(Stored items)
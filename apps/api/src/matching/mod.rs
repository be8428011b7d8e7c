//! Matching Engine: ranks jobs for a candidate profile with fixed-weight,
//! multi-dimensional scoring. Pure and deterministic: identical inputs give
//! identical output, including tie order.

pub mod scoring;

use std::cmp::Ordering;
use std::collections::HashMap;

use serde::{Deserialize, Serialize};

use crate::errors::AppError;
use crate::models::job::{CanonicalJob, ExperienceLevel};
use crate::store::classify::canonical_skill;

use self::scoring::{
    combine, experience_score, location_score, skill_overlap, title_keywords, title_score,
    ComponentScores, ScoringWeights,
};

/// Years of experience or a level name ("Senior", "mid-level", "5").
#[derive(Debug, Clone, PartialEq, Deserialize, Serialize)]
#[serde(untagged)]
pub enum ExperienceInput {
    Years(f64),
    Text(String),
}

/// Candidate profile as supplied by the resume parser.
#[derive(Debug, Clone, Default, Deserialize, Serialize)]
pub struct CandidateProfile {
    pub skills: Vec<String>,
    #[serde(default, alias = "experience")]
    pub experience_level: Option<ExperienceInput>,
    #[serde(default)]
    pub preferred_location: String,
    /// Free-text role the candidate is after, e.g. "Backend Developer".
    #[serde(default)]
    pub title: Option<String>,
}

/// A profile that passed validation, with normalized skills.
#[derive(Debug, Clone, PartialEq)]
pub struct ValidatedProfile {
    pub skills: Vec<String>,
    pub level: ExperienceLevel,
    pub preferred_location: String,
    /// Skills plus title-signal keywords, used for title scoring.
    pub title_terms: Vec<String>,
}

impl CandidateProfile {
    pub fn validate(&self) -> Result<ValidatedProfile, AppError> {
        let mut skills: Vec<String> = Vec::new();
        for raw in &self.skills {
            let trimmed = raw.trim().to_lowercase();
            if trimmed.is_empty() {
                continue;
            }
            let skill = canonical_skill(&trimmed)
                .map(str::to_string)
                .unwrap_or(trimmed);
            if !skills.contains(&skill) {
                skills.push(skill);
            }
        }
        if skills.is_empty() {
            return Err(AppError::Validation(
                "profile.skills must contain at least one non-empty skill".to_string(),
            ));
        }

        let level = match &self.experience_level {
            None => ExperienceLevel::Unknown,
            Some(ExperienceInput::Years(years)) => level_from_years(*years)?,
            Some(ExperienceInput::Text(text)) => match text.trim().parse::<f64>() {
                Ok(years) => level_from_years(years)?,
                Err(_) => text.parse::<ExperienceLevel>().map_err(|_| {
                    AppError::Validation(format!(
                        "profile.experience_level '{text}' is neither a level name nor a number of years"
                    ))
                })?,
            },
        };

        let mut title_terms = skills.clone();
        if let Some(title) = &self.title {
            for keyword in title_keywords(title) {
                if !title_terms.contains(&keyword) {
                    title_terms.push(keyword);
                }
            }
        }

        Ok(ValidatedProfile {
            skills,
            level,
            preferred_location: self.preferred_location.trim().to_string(),
            title_terms,
        })
    }
}

fn level_from_years(years: f64) -> Result<ExperienceLevel, AppError> {
    if !years.is_finite() || years < 0.0 {
        return Err(AppError::Validation(format!(
            "profile.experience_level must be a non-negative number of years, got {years}"
        )));
    }
    Ok(ExperienceLevel::from_years(years))
}

#[derive(Debug, Clone, PartialEq, Serialize)]
pub struct MatchResult {
    pub job: CanonicalJob,
    pub skill_score: u8,
    pub experience_score: u8,
    pub location_score: u8,
    pub title_score: u8,
    pub overall: u8,
    pub matched_skills: Vec<String>,
    pub missing_skills: Vec<String>,
}

pub fn score_job(profile: &ValidatedProfile, job: &CanonicalJob, weights: &ScoringWeights) -> MatchResult {
    let job_skills: Vec<String> = job.required_skills.iter().map(|s| s.to_lowercase()).collect();
    let overlap = skill_overlap(&profile.skills, &job_skills);
    let components = ComponentScores {
        skill: overlap.score,
        experience: experience_score(profile.level, job.experience_level),
        location: location_score(&profile.preferred_location, job),
        title: title_score(&job.title, &profile.title_terms),
    };

    MatchResult {
        job: job.clone(),
        skill_score: components.skill,
        experience_score: components.experience,
        location_score: components.location,
        title_score: components.title,
        overall: combine(&components, weights),
        matched_skills: overlap.matched,
        missing_skills: overlap.missing,
    }
}

/// Scores every job, drops those under `min_score`, and ranks the rest:
/// overall desc, posted date desc (undated last), provider priority asc,
/// then `job_id` asc. Sources missing from `priorities` rank last.
pub fn match_jobs(
    profile: &ValidatedProfile,
    jobs: &[CanonicalJob],
    min_score: u8,
    priorities: &HashMap<String, u32>,
) -> Vec<MatchResult> {
    let weights = ScoringWeights::default();
    let mut results: Vec<MatchResult> = jobs
        .iter()
        .map(|job| score_job(profile, job, &weights))
        .filter(|r| r.overall >= min_score)
        .collect();

    let priority = |r: &MatchResult| priorities.get(&r.job.source).copied().unwrap_or(u32::MAX);
    results.sort_by(|a, b| {
        b.overall
            .cmp(&a.overall)
            .then_with(|| newer_first(a, b))
            .then_with(|| priority(a).cmp(&priority(b)))
            .then_with(|| a.job.job_id.cmp(&b.job.job_id))
    });
    results
}

fn newer_first(a: &MatchResult, b: &MatchResult) -> Ordering {
    match (a.job.posted_date, b.job.posted_date) {
        (Some(x), Some(y)) => y.cmp(&x),
        (Some(_), None) => Ordering::Less,
        (None, Some(_)) => Ordering::Greater,
        (None, None) => Ordering::Equal,
    }
}

#[cfg(test)]
mod tests {
    use chrono::{DateTime, Duration, TimeZone, Utc};

    use super::*;
    use crate::models::job::Region;

    fn now() -> DateTime<Utc> {
        Utc.with_ymd_and_hms(2025, 10, 15, 12, 0, 0).unwrap()
    }

    fn job(id: &str, title: &str, skills: &[&str], source: &str, days_ago: Option<i64>) -> CanonicalJob {
        CanonicalJob {
            job_id: id.to_string(),
            title: title.to_string(),
            company: "Acme".to_string(),
            location: "Cairo, Egypt".to_string(),
            region: Region::Mena,
            job_type: "Full-time".to_string(),
            experience_level: ExperienceLevel::Mid,
            description: String::new(),
            required_skills: skills.iter().map(|s| s.to_string()).collect(),
            salary: None,
            is_remote: false,
            url: "https://example.test".to_string(),
            source: source.to_string(),
            posted_date: days_ago.map(|d| now() - Duration::days(d)),
            fetched_at: now(),
        }
    }

    fn profile(skills: &[&str], experience: Option<ExperienceInput>, location: &str) -> CandidateProfile {
        CandidateProfile {
            skills: skills.iter().map(|s| s.to_string()).collect(),
            experience_level: experience,
            preferred_location: location.to_string(),
            title: None,
        }
    }

    fn priorities() -> HashMap<String, u32> {
        HashMap::from([
            ("google_jobs".to_string(), 1),
            ("linkedin".to_string(), 2),
            ("jsearch".to_string(), 3),
        ])
    }

    #[test]
    fn test_reference_scenario_scores_75() {
        let candidate = profile(
            &["python", "react", "postgresql"],
            Some(ExperienceInput::Text("Mid".to_string())),
            "Cairo",
        )
        .validate()
        .unwrap();
        let target = job("jsearch_1", "Python Developer", &["python", "react", "docker"], "jsearch", Some(1));

        let results = match_jobs(&candidate, &[target], 0, &priorities());
        assert_eq!(results.len(), 1);
        let r = &results[0];
        assert_eq!(r.skill_score, 50);
        assert_eq!(r.experience_score, 100);
        assert_eq!(r.location_score, 100);
        assert_eq!(r.title_score, 100);
        assert_eq!(r.overall, 75);
        assert_eq!(r.matched_skills, vec!["python", "react"]);
        assert_eq!(r.missing_skills, vec!["docker"]);
    }

    #[test]
    fn test_min_score_filters() {
        let candidate = profile(&["python"], None, "Cairo").validate().unwrap();
        let jobs = vec![
            job("jsearch_1", "Python Developer", &["python"], "jsearch", Some(1)),
            job("jsearch_2", "Java Developer", &["java", "spring"], "jsearch", Some(1)),
        ];
        let results = match_jobs(&candidate, &jobs, 60, &priorities());
        let ids: Vec<&str> = results.iter().map(|r| r.job.job_id.as_str()).collect();
        assert_eq!(ids, vec!["jsearch_1"]);
    }

    #[test]
    fn test_ties_break_by_date_then_priority_then_id() {
        let candidate = profile(&["python"], None, "Cairo").validate().unwrap();
        let jobs = vec![
            job("jsearch_b", "Python Developer", &["python"], "jsearch", Some(2)),
            job("jsearch_a", "Python Developer", &["python"], "jsearch", Some(2)),
            job("google_jobs_z", "Python Developer", &["python"], "google_jobs", Some(2)),
            job("linkedin_new", "Python Developer", &["python"], "linkedin", Some(1)),
            job("fallback_1", "Python Developer", &["python"], "fallback", Some(2)),
            job("jsearch_undated", "Python Developer", &["python"], "jsearch", None),
        ];
        let results = match_jobs(&candidate, &jobs, 0, &priorities());
        let ids: Vec<&str> = results.iter().map(|r| r.job.job_id.as_str()).collect();
        assert_eq!(
            ids,
            vec![
                "linkedin_new",
                "google_jobs_z",
                "jsearch_a",
                "jsearch_b",
                "fallback_1",
                "jsearch_undated"
            ]
        );
    }

    #[test]
    fn test_matching_is_idempotent_and_bounded() {
        let candidate = profile(
            &["python", "sql", "docker", "communication"],
            Some(ExperienceInput::Years(6.0)),
            "MENA",
        )
        .validate()
        .unwrap();
        let jobs: Vec<CanonicalJob> = crate::scraper::fallback_data::fallback_jobs(now())
            .into_iter()
            .chain([
                job("jsearch_1", "Senior Python Engineer", &["python", "aws"], "jsearch", Some(3)),
                job("linkedin_1", "DevOps Engineer", &["docker", "kubernetes"], "linkedin", None),
            ])
            .collect();

        let first = match_jobs(&candidate, &jobs, 0, &priorities());
        let second = match_jobs(&candidate, &jobs, 0, &priorities());
        assert_eq!(first, second);
        assert_eq!(first.len(), jobs.len());
        for r in &first {
            assert!(r.overall <= 100);
            for component in [r.skill_score, r.experience_score, r.location_score, r.title_score] {
                assert!(component <= 100);
            }
        }
        assert!(first.windows(2).all(|w| w[0].overall >= w[1].overall));
    }

    #[test]
    fn test_validation_requires_a_skill() {
        let err = profile(&["  ", ""], None, "Cairo").validate().unwrap_err();
        assert!(matches!(err, AppError::Validation(_)));
    }

    #[test]
    fn test_validation_rejects_unknown_experience_text() {
        let err = profile(&["python"], Some(ExperienceInput::Text("wizard".into())), "")
            .validate()
            .unwrap_err();
        assert!(matches!(err, AppError::Validation(_)));
        let err = profile(&["python"], Some(ExperienceInput::Years(-1.0)), "")
            .validate()
            .unwrap_err();
        assert!(matches!(err, AppError::Validation(_)));
    }

    #[test]
    fn test_validation_normalizes_skills_and_experience() {
        let validated = CandidateProfile {
            skills: vec!["ReactJS".into(), " Python ".into(), "python".into()],
            experience_level: Some(ExperienceInput::Text("7".into())),
            preferred_location: " Lagos ".into(),
            title: Some("Senior Backend Developer".into()),
        }
        .validate()
        .unwrap();
        assert_eq!(validated.skills, vec!["react", "python"]);
        assert_eq!(validated.level, ExperienceLevel::Senior);
        assert_eq!(validated.preferred_location, "Lagos");
        assert_eq!(validated.title_terms, vec!["react", "python", "backend"]);
    }

    #[test]
    fn test_profile_deserializes_years_or_level() {
        let years: CandidateProfile =
            serde_json::from_str(r#"{"skills":["go"],"experience_level":3}"#).unwrap();
        assert_eq!(years.experience_level, Some(ExperienceInput::Years(3.0)));
        let level: CandidateProfile =
            serde_json::from_str(r#"{"skills":["go"],"experience":"Lead"}"#).unwrap();
        assert_eq!(level.experience_level, Some(ExperienceInput::Text("Lead".into())));
    }
}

* _YOUR ASSIGNMENT_: Return every line of the data above in which "DateTime" appears.

* _TASK RESPONSE_:
    use chrono::{DateTime, Duration, TimeZone, Utc};
    fn now() -> DateTime<Utc> {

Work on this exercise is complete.